//! Render context: template defaults merged with user values.

use serde_json::Value;
use texforge_core::{nested, TemplateSchema, ValueMap};

use crate::error::RenderError;

/// Variables visible to a template during one render call.
///
/// Built as `defaults ⊕ user_values`: each top-level key of the user values
/// replaces the same key of the defaults wholesale. Nested mappings are not
/// merged, so a user value `course: {id: ...}` hides every default under
/// `course`.
#[derive(Debug, Clone, Default, PartialEq)]
pub struct RenderContext {
    values: ValueMap,
}

impl RenderContext {
    pub fn new(values: ValueMap) -> Self {
        RenderContext { values }
    }

    /// `defaults ⊕ user`.
    pub fn merged(defaults: ValueMap, user: ValueMap) -> Self {
        RenderContext {
            values: nested::shallow_merge(defaults, user),
        }
    }

    /// Defaults declared by `schema` (if any), overlaid with `user`.
    /// Repeated sections the user left out get default records, as many
    /// as the merged counter asks for.
    pub fn for_schema(schema: Option<&TemplateSchema>, user: ValueMap) -> Result<Self, RenderError> {
        let Some(schema) = schema else {
            return Ok(RenderContext::new(user));
        };
        let mut ctx = RenderContext::merged(schema.defaults()?, user);
        schema.fill_repeated(&mut ctx.values)?;
        Ok(ctx)
    }

    /// Set a single dotted key, creating intermediate mappings.
    pub fn insert_path(&mut self, key: &str, value: Value) -> Result<(), RenderError> {
        nested::assign(&mut self.values, key, value)?;
        Ok(())
    }

    pub fn get(&self, key: &str) -> Option<&Value> {
        nested::lookup(&self.values, key)
    }

    pub fn values(&self) -> &ValueMap {
        &self.values
    }

    pub fn into_values(self) -> ValueMap {
        self.values
    }
}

=== WORK REQUIRED ===
The exact lines from the one containing "let mut ctx" through the end of the listing above are the expected output; include nothing else.

=== REPLY TO THE EXERCISE ===
        let mut ctx = RenderContext::merged(schema.defaults()?, user);
        schema.fill_repeated(&mut ctx.values)?;
        Ok(ctx)
    }

    /// Set a single dotted key, creating intermediate mappings.
    pub fn insert_path(&mut self, key: &str, value: Value) -> Result<(), RenderError> {
        nested::assign(&mut self.values, key, value)?;
        Ok(())
    }

    pub fn get(&self, key: &str) -> Option<&Value> {
        nested::lookup(&self.values, key)
    }

    pub fn values(&self) -> &ValueMap {
        &self.values
    }

    pub fn into_values(self) -> ValueMap {
        self.values
    }
}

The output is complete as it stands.